La mentalità greca cristiana riguardante il posto a occupare dai classici nella Chiesa può essere illustrato da altro testo conservato in un questionario attribuito ad Anastasio di Sinai (m. ca. 700 d. C.). La questione era: “Devono i cristiani pregare per la salvazione dei pagani (elleni) morti prima dell’arrivo di Cristo, o vanno anatematizzati?”(11) Anastasio rispose che i fedeli dovevano sì pregare per coloro e non condannarli poiché tanto Giovanni Battista quanto il proprio Cristo erano scesi nell’Ade e avevano predicato il vangelo della salvazione a quanti erano morti prima dell’era cristiana (1 Pietro 3:19).

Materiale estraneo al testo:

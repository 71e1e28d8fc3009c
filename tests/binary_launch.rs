//! The binary needs a renderer feature; a plain `cargo build` must fail loudly
//! instead of launching nothing.

#![cfg(not(any(feature = "web", feature = "desktop")))]

use std::process::Command;

#[test]
fn binary_without_renderer_exits_with_hint() {
    let output = Command::new(env!("CARGO_BIN_EXE_portfolio-client"))
        .env("RUST_LOG", "portfolio_client=error")
        .env("NO_COLOR", "1")
        .output()
        .unwrap();

    assert!(!output.status.success());
    let log = format!(
        "{}{}",
        String::from_utf8_lossy(&output.stdout),
        String::from_utf8_lossy(&output.stderr)
    );
    assert!(log.contains("--features web"), "unexpected output: {log}");
}
//! Point-in-Polygon (PIP) place lookup.
//!
//! Loads named place boundaries from a dataset and answers
//! "which place contains this coordinate" with an even-odd ray casting
//! test, using an R-tree over bounding boxes to narrow candidates.

pub mod geometry;
mod index;
mod registry;
mod service;

pub use geometry::{contains, try_contains};
pub use index::PlaceIndex;
pub use registry::{DatasetSource, FileSource, LoadReport, PlaceRegistry, PlaceSet, StaticSource};
pub use service::GeoResolver;
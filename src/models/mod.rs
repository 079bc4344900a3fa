//! Core data models for place resolution.

pub mod place;

pub use place::{Boundary, GeoPoint, Place, PlaceRecord};
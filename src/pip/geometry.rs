//! Even-odd ray casting containment test.
//!
//! A horizontal ray is cast from the query point towards +x and every
//! polygon edge it crosses flips the inside flag. Works for convex and
//! concave simple polygons with 3 or more vertices.
//!
//! Points lying exactly on an edge or vertex have no guaranteed
//! classification: the result is whatever the crossing count yields.

use geo::Coord;
use tracing::error;

use crate::error::{GeoError, Result};

/// Check whether `point` lies inside `polygon`.
///
/// Polygons with fewer than 3 vertices are reported as `InvalidGeometry`
/// and treated as containing nothing.
pub fn contains(point: Coord<f64>, polygon: &[Coord<f64>]) -> bool {
    match try_contains(point, polygon) {
        Ok(inside) => inside,
        Err(e) => {
            error!("{}", e);
            false
        }
    }
}

/// Same as [`contains`], but surfaces degenerate polygons as an error.
pub fn try_contains(point: Coord<f64>, polygon: &[Coord<f64>]) -> Result<bool> {
    if polygon.len() < 3 {
        return Err(GeoError::InvalidGeometry {
            vertices: polygon.len(),
        });
    }

    let mut inside = false;
    let mut j = polygon.len() - 1;

    for i in 0..polygon.len() {
        let pi = polygon[i];
        let pj = polygon[j];

        // Straddling guarantees pj.y != pi.y, so the division is safe
        if (pi.y > point.y) != (pj.y > point.y) {
            let x_cross = (pj.x - pi.x) * (point.y - pi.y) / (pj.y - pi.y) + pi.x;
            if point.x < x_cross {
                inside = !inside;
            }
        }

        j = i;
    }

    Ok(inside)
}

Era comune trovare intellettuali cristiani osteggiati per il loro grande attaccamento al sapere classico. Per esempio, nel quindicesimo secolo il prefetto di Costantinopoli, Kyros Panopolites, che scrisse belle parole, fu espulso da Costantinopoli per essere “elleno.” Ma pur essendo stato accusato di paganesimo, fu ordinato Vescovo di Kotyaion, una lontana diocesi in Frigia. Sotto il regno di Teofilo (829-842), Leone il Matematico, professore presso l’Università di Costantinopoli, fu accusato di paganesimo per il suo attaccamento alle tradizioni antiche. Nel decimo secolo lo studioso e diplomatico Leone Choirosphaktes fu assalito per la sua dedizione al drama e alla musica antichi e per il suo debole per la cultura classica. Molto raramente però troviamo che un intellettuale fosse bruciato sul rogo per il suo amore per i classici. Molte di queste accuse avevano un movente politico e sovente si rivelarono innocue. Lo studio del pensiero della Grecia antica costituiva una tradizione troppo antica per essere rovesciata da gelosie personali. Perfino ai monaci, il settore più conservatore della società bizantina, si consigliava di studiare testi antichi o profani. Nicola Kabasilas, un mistico del quattordicesimo secolo, sosteneva che i santi stessi erano delle personalità incomplete se non avevano ricevuto un’istruzione sufficiente nella letteratura profana o mondana.

Inoltre, le sfide intellettuali alla tradizione e alla fede stabilite non erano rare nell’Est greco e perfino il dogma non fu mai qualcosa di fisso e soffocante. C’erano crescita e sviluppo. La rivelazione divina la si vedeva non come un’improvvisa illuminazione divina o come un fulmine imprevedibile, ma come un sole cosmico, che si leva lentamente con l’origine dell’uomo, che culmina nella persona di Cristo, e che continua sotto la guida del Paraclito (Spirito Santo); cioè, credevano in una rivelazione i cui raggi penetravano molte menti e pensieri attraverso diversi vie e canali.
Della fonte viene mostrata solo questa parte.